# Solved: cmd screen won't stay open



## amundjoy (Jun 24, 2007)

On 98SE, the cmd screen pops up for less than a second, then disappears. This needs to be fixed so I can ping and config for my home network, which is the bigger problem. Shut down is also broken on the 98.
Thanks


----------



## blues_harp28 (Jan 9, 2005)

Try command instead of cmd.

SHUTDOWN.
http://aumha.org/win4/a/shutdown.htm

Shutdown Patch.
http://support.microsoft.com/kb/239887


----------



## amundjoy (Jun 24, 2007)

blues_harp28 said:


> Try command instead of cmd.
> 
> SHUTDOWN.
> http://aumha.org/win4/a/shutdown.htm
> ...


Cmd was just used as an abbreviation in the post. If I type in msconfig in run, the screen just pops.
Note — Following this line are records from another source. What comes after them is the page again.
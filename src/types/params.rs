//! Structured search parameters extracted from a user question

use serde::{Deserialize, Serialize};

fn default_radius_km() -> f64 {
    100.0
}

/// Parameters the extraction model produces for one user query.
///
/// Parsing is all-or-nothing: the orchestrator either gets a fully typed
/// value or a parse error, never a partially filled struct. `topic` is the
/// only required field; the rest carry the defaults the extraction prompt
/// documents.
#[derive(Debug, Clone, Serialize, Deserialize, PartialEq)]
pub struct SearchParameters {
    /// The activity or interest being searched for ("hike", "camping")
    pub topic: String,

    /// Search radius around each park anchor, in kilometers
    #[serde(default = "default_radius_km")]
    pub radius_km: f64,

    /// State or region mentioned in the query, if any
    #[serde(default)]
    pub region: Option<String>,

    /// City mentioned in the query, if any
    #[serde(default)]
    pub reference_place: Option<String>,

    /// Candidate park ids, in the model's preference order. Empty means no
    /// location constraint was found; the orchestrator then searches the
    /// whole catalog.
    #[serde(default)]
    pub park_ids: Vec<String>,
}

impl SearchParameters {
    /// Radius rendered the way the geo-distance filter expects it ("100km")
    pub fn radius(&self) -> String {
        format!("{}km", self.radius_km)
    }
}
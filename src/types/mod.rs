//! Request, hit, and document types shared across the pipeline

pub mod document;
pub mod hit;
pub mod params;
pub mod response;

pub use document::{prune_to_allowed_fields, validate_document, ALLOWED_DOCUMENT_FIELDS};
pub use hit::{HitSource, RawHit, RetrievalHit};
pub use params::SearchParameters;
pub use response::{AnswerKind, QueryOutcome};
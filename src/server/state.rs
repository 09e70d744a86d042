//! Application state for the HTTP server

use std::sync::Arc;

use crate::catalog::ParkCatalog;
use crate::config::AppConfig;
use crate::error::Result;
use crate::extraction::ParameterExtractor;
use crate::generation::ResponseSynthesizer;
use crate::orchestrator::QueryOrchestrator;
use crate::providers::{ChatProvider, ClipEmbedder, OllamaChat};
use crate::search::ElasticClient;

/// Shared application state: the orchestrator and everything it needs,
/// constructed once at startup and passed by reference into each request.
#[derive(Clone)]
pub struct AppState {
    inner: Arc<AppStateInner>,
}

struct AppStateInner {
    config: AppConfig,
    orchestrator: QueryOrchestrator,
}

impl AppState {
    /// Construct the full provider graph from configuration.
    /// Fails fast when the embedding model or connection settings are absent.
    pub fn new(config: AppConfig) -> Result<Self> {
        let catalog = ParkCatalog::builtin();
        tracing::info!(parks = catalog.len(), "park catalog loaded");

        let embedder = Arc::new(ClipEmbedder::new(&config.embedding)?);
        tracing::info!(dimensions = config.embedding.dimensions, "embedder ready");

        let chat: Arc<dyn ChatProvider> = Arc::new(OllamaChat::new(&config.llm)?);
        let backend = Arc::new(ElasticClient::new(&config.search)?);

        let extractor = ParameterExtractor::new(Arc::clone(&chat), &config.llm);
        let synthesizer = ResponseSynthesizer::new(chat, &config.llm);

        let orchestrator = QueryOrchestrator::new(
            catalog,
            embedder,
            backend,
            extractor,
            synthesizer,
            config.search.clone(),
        );

        Ok(Self {
            inner: Arc::new(AppStateInner {
                config,
                orchestrator,
            }),
        })
    }

    pub fn config(&self) -> &AppConfig {
        &self.inner.config
    }

    pub fn orchestrator(&self) -> &QueryOrchestrator {
        &self.inner.orchestrator
    }
}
Doesn't matter what command I use, it won't stay open.
Thank you for the shutdown links.


----------



## amundjoy (Jun 24, 2007)

Now I feel like an idiot. I get what you mean but don't know how to change the original post.


----------



## blues_harp28 (Jan 9, 2005)

Did typing command work?


----------



## amundjoy (Jun 24, 2007)

Yes, thank you. I misunderstood the way you answered the first reply. Next I'll be posting in network forum to see why I can't connect the 98 to the xp. Hope it'll be this easy.
Thanks again,
Joy


----------